Ella no puede ganar esta lucha. El aliento de Correa sale en ráfagas calientes apestosas a ron, y sigue mordiéndole las mejillas, el cuello, los senos, y le quita los pantalones. Ella quiere gritar, pero imagina las caras asustadas de los niños, que no tienen nada que ver con esto. Ella orienta la cabeza de él de modo que la muerda donde nadie lo verá, más abajo del cuello de su camisa, en su pecho, sus hombros, y él lo hace. La muerde y zambulle su pene como si ella fuera un hoyo, sólo un boquete cálido de la textura y el tamaño apropiados. Ella lo mordería, pero no quiere que él piense que está disfrutando, que está participando en lo que él llama su placer, el tomar a América cuándo y cómo él la quiera. Su mente está al otro lado de la cortina, en el balcón donde dos inocentes duermen, ruega ella, ajenos a lo que está sucediendo a menos de diez pies de ellos. Ella reza mientras Correa se le mece encima. Le reza a Jesús, protector de la niñez, que Él mantenga cerrados los ojos de los niños y sus oídos sordos a todo menos al coquí que canta a fuera, su canción chillona más un grito que una melodía.

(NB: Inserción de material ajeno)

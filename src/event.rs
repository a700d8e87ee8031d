//! Events delivered to the control thread.
//!
//! Anything that originates outside the control loop (signal handler, key
//! monitor, notification observers, button and menu actions) is turned into
//! a [`ControlEvent`] and pushed onto the bus. Only the control loop drains it
//! and touches state.

use async_channel::{Receiver, Sender, TryRecvError};

use crate::presence::Click;

#[derive(Debug, Clone, Copy, PartialEq, Eq)]
pub enum ControlEvent {
    /// The arrow status item was clicked.
    ArrowClicked(Click),
    /// The global hotkey was pressed.
    Hotkey,
    /// The context menu's notch entry was chosen.
    ToggleNotch,
    /// The app stopped being the active application.
    ResignedActive,
    Quit,
}

/// Channel pair owned by the composition root.
pub struct ControlBus {
    tx: Sender<ControlEvent>,
    rx: Receiver<ControlEvent>,
}

impl ControlBus {
    pub fn new() -> Self {
        let (tx, rx) = async_channel::unbounded();
        Self { tx, rx }
    }

    /// A handle producers keep to post events.
    pub fn sender(&self) -> ControlSender {
        ControlSender(self.tx.clone())
    }

    /// Returns the next queued event without blocking.
    pub fn try_next(&self) -> Option<ControlEvent> {
        match self.rx.try_recv() {
            Ok(event) => Some(event),
            Err(TryRecvError::Empty) => None,
            // The bus holds its own sender, so it never closes while alive.
            Err(TryRecvError::Closed) => None,
        }
    }
}

impl Default for ControlBus {
    fn default() -> Self {
        Self::new()
    }
}

#[derive(Clone, Debug)]
pub struct ControlSender(Sender<ControlEvent>);

impl ControlSender {
    pub fn send(&self, event: ControlEvent) {
        if let Err(e) = self.0.try_send(event) {
            log::debug!("Dropping {:?}: control loop is gone", e.into_inner());
        }
    }
}
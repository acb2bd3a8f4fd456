//! Error type that carries a process exit code
//!
//! Commands return `ExitError` instead of calling `std::process::exit()`
//! directly, so `main()` owns process termination.

use std::fmt;

/// Generic failure
pub const EXIT_FAILURE: i32 = 1;
/// The daemon could not be reached
pub const EXIT_NOT_RUNNING: i32 = 3;

#[derive(Debug)]
pub struct ExitError {
    pub code: i32,
    pub message: String,
}

impl ExitError {
    pub fn new(code: i32, message: impl Into<String>) -> Self {
        Self {
            code,
            message: message.into(),
        }
    }
}

impl fmt::Display for ExitError {
    fn fmt(&self, f: &mut fmt::Formatter<'_>) -> fmt::Result {
        write!(f, "{}", self.message)
    }
}

impl std::error::Error for ExitError {}
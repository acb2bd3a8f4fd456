//! Shared configuration types for librarian services
//!
//! This crate provides common configuration types used by both the daemon
//! and the remote CLI, so the two agree on where the control server lives
//! and which tokens it accepts.

mod control;
mod error;

pub use control::ControlConfig;
pub use error::{ConfigError, ConfigResult};

use std::env;

/// Common configuration shared between all services
#[derive(Debug, Clone)]
pub struct CommonConfig {
    /// Control server address, port and auth material
    pub control: ControlConfig,

    /// Environment mode (development, staging, production)
    pub environment: Environment,

    /// Log level (from RUST_LOG or LOG_LEVEL)
    pub log_level: String,
}

/// Application environment mode
#[derive(Debug, Clone, Copy, PartialEq, Eq, Default)]
pub enum Environment {
    #[default]
    Development,
    Staging,
    Production,
}

impl std::str::FromStr for Environment {
    type Err = std::convert::Infallible;

    fn from_str(s: &str) -> Result<Self, Self::Err> {
        Ok(match s.to_lowercase().as_str() {
            "production" | "prod" => Self::Production,
            "staging" | "stage" => Self::Staging,
            _ => Self::Development,
        })
    }
}

impl Environment {
    /// Check if this is a production environment
    pub fn is_production(&self) -> bool {
        matches!(self, Self::Production)
    }

    /// Check if this is a development environment
    pub fn is_development(&self) -> bool {
        matches!(self, Self::Development)
    }
}

impl std::fmt::Display for Environment {
    fn fmt(&self, f: &mut std::fmt::Formatter<'_>) -> std::fmt::Result {
        match self {
            Self::Development => write!(f, "development"),
            Self::Staging => write!(f, "staging"),
            Self::Production => write!(f, "production"),
        }
    }
}

impl CommonConfig {
    /// Load common configuration from environment variables
    pub fn from_env() -> ConfigResult<Self> {
        Ok(Self {
            control: ControlConfig::from_env()?,
            environment: env::var("ENVIRONMENT")
                .unwrap_or_else(|_| "development".to_string())
                .parse()
                .unwrap_or_default(),
            log_level: env::var("RUST_LOG")
                .or_else(|_| env::var("LOG_LEVEL"))
                .unwrap_or_else(|_| "info".to_string()),
        })
    }
}

/// Load a `.env` file from the working directory if one exists
pub fn load_dotenv() {
    dotenvy::dotenv().ok();
}

/// Helper function to get an optional environment variable with a default
pub fn get_env_or_default(name: &str, default: &str) -> String {
    env::var(name).unwrap_or_else(|_| default.to_string())
}

/// Helper function to parse an environment variable into a specific type
pub fn parse_env<T>(name: &str, default: T) -> ConfigResult<T>
where
    T: std::str::FromStr,
    T::Err: std::fmt::Display,
{
    match env::var(name) {
        Ok(val) if val.trim().is_empty() => Ok(default),
        Ok(val) => val
            .trim()
            .parse()
            .map_err(|e| ConfigError::InvalidValue(name.to_string(), format!("{}", e))),
        Err(_) => Ok(default),
    }
}

/// Split a comma separated environment variable into trimmed, non-empty items
pub fn parse_list_env(name: &str) -> Vec<String> {
    env::var(name)
        .map(|raw| {
            raw.split(',')
                .map(|s| s.trim().to_string())
                .filter(|s| !s.is_empty())
                .collect()
        })
        .unwrap_or_default()
}
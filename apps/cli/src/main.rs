use clap::Parser;
use librarian_cli::exit_error::EXIT_FAILURE;
use librarian_cli::{run, Cli, ClientError, ExitError};
use tracing_subscriber::{layer::SubscriberExt, util::SubscriberInitExt};

#[tokio::main]
async fn main() {
    tracing_subscriber::registry()
        .with(
            tracing_subscriber::EnvFilter::try_from_default_env()
                .unwrap_or_else(|_| "librarian_cli=warn".into()),
        )
        .with(tracing_subscriber::fmt::layer().with_writer(std::io::stderr))
        .init();

    librarian_shared_config::load_dotenv();

    let cli = Cli::parse();
    if let Err(err) = run(cli).await {
        std::process::exit(report(&err));
    }
}

/// Print an error and pick the exit code
fn report(err: &anyhow::Error) -> i32 {
    if let Some(exit) = err.downcast_ref::<ExitError>() {
        if !exit.message.is_empty() {
            eprintln!("Error: {}", exit.message);
        }
        return exit.code;
    }
    if let Some(ClientError::Http { status, body }) = err.downcast_ref::<ClientError>() {
        eprintln!("Error: HTTP {}: {}", status, body);
        return EXIT_FAILURE;
    }
    eprintln!("Error: {:#}", err);
    EXIT_FAILURE
}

Cuando acaba con ella, Correa se voltea de lado, listo para dormir. Ella tiene que rogarle, halarlo por el brazo, convencerlo de que éste no es su cuarto o su cama. Él mira alrededor como si tuviese amnesia, sin reconocer dónde está, sin comprender lo que ella le dice.

—Te tienes que ir, Correa-ella le ruega, ayudándole a subirse el pantalón, metiéndole la camisa porque él no puede hacerlo.-Me pueden botar por esto.

Como un niño, él deja que ella lo voltee de aquí para allá mientras le endereza su ropa, su propio cuerpo desnudo de la cintura para abajo. Él camina como un oso borracho, colocando su peso sobre un pie, después el otro. Pero el aire fresco del patio lo revive y, en la puerta, levanta su dedo hacia ella.-Te espero abajo—. No ha terminado con ella. Lo que acaba de pasar ha sido una mera distracción. Ella cierra la puerta mientras él arrastra sus pies por el vestíbulo, cepillando su pelo con una mano, mientras con la otra se balancea contra la pared, como si el piso fuera un mar turbulento.

Ella se lava, se seca con el papel higiénico para no ensuciar las toallas de los Leverett. En el espejo, examina las mordeduras en su pecho y sus senos, su barriga, sus brazos. Su cara está hinchada. Se salpica agua fría en las mejillas, se cepilla el pelo, y se endereza la ropa. Luego encuentra un chal de la Sra. Leverett y lo pone sobre la pantalla de la lámpara para oscurecer el cuarto, suavizar la luz, crear sombras que oculten sus moretones y que nieguen el ultraje cometido en su cuarto, en su cama, apenas a diez pies de donde duermen sus niños.